EXERCISE AIM | Please return each entry in the listing exactly.

RECORDED INFORMATION |
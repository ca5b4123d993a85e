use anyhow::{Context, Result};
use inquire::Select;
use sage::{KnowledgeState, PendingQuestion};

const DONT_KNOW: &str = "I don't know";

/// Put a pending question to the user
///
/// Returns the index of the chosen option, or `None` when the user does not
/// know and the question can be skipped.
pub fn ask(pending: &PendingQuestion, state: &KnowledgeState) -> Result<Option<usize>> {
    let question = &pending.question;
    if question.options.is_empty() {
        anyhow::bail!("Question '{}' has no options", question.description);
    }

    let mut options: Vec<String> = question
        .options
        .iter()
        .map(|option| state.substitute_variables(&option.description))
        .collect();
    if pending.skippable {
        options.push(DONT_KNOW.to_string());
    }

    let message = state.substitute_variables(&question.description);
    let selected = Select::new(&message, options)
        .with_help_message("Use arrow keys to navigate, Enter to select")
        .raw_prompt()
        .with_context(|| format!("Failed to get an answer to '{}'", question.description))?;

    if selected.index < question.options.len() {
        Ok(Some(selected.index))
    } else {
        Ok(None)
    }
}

SOLUTION |
repository ca5b4123d993a85e
use anyhow::{Context, Result};
use inquire::Select;
use sage::{KnowledgeState, PendingQuestion};

const DONT_KNOW: &str = "I don't know";

/// Put a pending question to the user
///
/// Returns the index of the chosen option, or `None` when the user does not
/// know and the question can be skipped.
pub fn ask(pending: &PendingQuestion, state: &KnowledgeState) -> Result<Option<usize>> {
    let question = &pending.question;
    if question.options.is_empty() {
        anyhow::bail!("Question '{}' has no options", question.description);
    }

    let mut options: Vec<String> = question
        .options
        .iter()
        .map(|option| state.substitute_variables(&option.description))
        .collect();
    if pending.skippable {
        options.push(DONT_KNOW.to_string());
    }

    let message = state.substitute_variables(&question.description);
    let selected = Select::new(&message, options)
        .with_help_message("Use arrow keys to navigate, Enter to select")
        .raw_prompt()
        .with_context(|| format!("Failed to get an answer to '{}'", question.description))?;

    if selected.index < question.options.len() {
        Ok(Some(selected.index))
    } else {
        Ok(None)
    }
}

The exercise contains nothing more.